ABSTRACT

As an auxiliary in the study of the movement of heavenly bodies, trigonometry, originally, goes back at least to Hipparchus, to whom the first table of chords is attributed. Around the sixth century the Indian scientists had already replaced the archaic chord of the double arc by its half, in other words R times our sine (labelled here Sin for R sin), giving the radius R of the circle or the sphere several values (150, 3438, 120 etc.). The contribution in this area of Indian science is not limited to the introduction of the sine. Nevertheless, in the eyes of the Arab astronomers of the ninth century, the Almagest will not take long to overtake the Indian siddhanta. The book seduces by the rigour of its exposure, by its demonstrations and by the observation programmes it suggests. As paradoxical as it might seem, the enormous building constructed by Claudius Ptolemy in his famous Almagest rests essentially on very elementary geometrical propositions.
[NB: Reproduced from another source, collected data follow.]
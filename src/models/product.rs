use serde::{Deserialize, Serialize};
use url::Url;

use crate::models::MissingElementPolicy;
use crate::utils::error::{AppError, Result};

/// Tag + class pair identifying the node that carries stock-status text.
#[derive(Debug, Clone, Serialize, Deserialize, PartialEq, Eq)]
pub struct Locator {
    pub tag: String,
    /// One or more space-separated class names; all must be present.
    pub class: String,
}

impl Locator {
    pub fn new(tag: impl Into<String>, class: impl Into<String>) -> Self {
        Self {
            tag: tag.into(),
            class: class.into(),
        }
    }

    /// Selector-style description for logs, e.g. `span.product-stock-status`.
    pub fn to_css(&self) -> String {
        let mut css = self.tag.trim().to_string();
        for class in self.class.split_whitespace() {
            css.push('.');
            css.push_str(class);
        }
        css
    }
}

/// Declarative description of one tracked product and its vendor markup.
#[derive(Debug, Clone, Serialize, Deserialize, PartialEq)]
pub struct ProductSpec {
    pub name: String,
    pub url: String,
    pub locator: Locator,
    pub sold_out_markers: Vec<String>,
    #[serde(default)]
    pub in_stock_markers: Option<Vec<String>>,
    #[serde(default)]
    pub missing_element_policy: MissingElementPolicy,
    /// Key for `{VENDOR}_*` environment overrides.
    #[serde(default)]
    pub vendor: Option<String>,
}

impl ProductSpec {
    pub fn new(
        name: impl Into<String>,
        url: impl Into<String>,
        locator: Locator,
        sold_out_markers: Vec<String>,
    ) -> Self {
        Self {
            name: name.into(),
            url: url.into(),
            locator,
            sold_out_markers,
            in_stock_markers: None,
            missing_element_policy: MissingElementPolicy::default(),
            vendor: None,
        }
    }

    pub fn with_in_stock_markers(mut self, markers: Vec<String>) -> Self {
        self.in_stock_markers = Some(markers);
        self
    }

    pub fn with_missing_element_policy(mut self, policy: MissingElementPolicy) -> Self {
        self.missing_element_policy = policy;
        self
    }

    pub fn with_vendor(mut self, vendor: impl Into<String>) -> Self {
        self.vendor = Some(vendor.into());
        self
    }

    pub fn validate(&self) -> Result<()> {
        if self.name.trim().is_empty() {
            return Err(AppError::Validation("Product name must not be empty".into()));
        }

        let url = Url::parse(&self.url).map_err(|e| {
            AppError::Validation(format!("Invalid URL for '{}': {}", self.name, e))
        })?;
        if !matches!(url.scheme(), "http" | "https") {
            return Err(AppError::Validation(format!(
                "URL for '{}' must use http or https",
                self.name
            )));
        }

        if self.locator.tag.trim().is_empty() {
            return Err(AppError::Validation(format!(
                "Locator tag for '{}' must not be empty",
                self.name
            )));
        }

        if !self.sold_out_markers.iter().any(|m| !m.trim().is_empty()) {
            return Err(AppError::Validation(format!(
                "Product '{}' needs at least one sold-out marker",
                self.name
            )));
        }

        if let Some(markers) = &self.in_stock_markers {
            if markers.iter().all(|m| m.trim().is_empty()) {
                return Err(AppError::Validation(format!(
                    "In-stock markers for '{}' are configured but empty",
                    self.name
                )));
            }
        }

        Ok(())
    }
}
In the quite complex calculations relating to planetary models, we constantly arrive at Pythagoras’s theorem and the chord that would represent the side of the right angle of a right-angled triangle of which the hypotenuse would be equal to the diameter of the circle of reference (with R = 60, as common usage in sexagesimal numeration). Thus sides and angles of plane triangles are obtained from one another. The same geometric language is found in chapter 10 of the first book, applied to the construction of the table of chords, where he implicitly covers the addition formulae of the arcs. As for spherical astronomy, it is apparently reduced to a dozen simple applications of the theorem of Menelaus.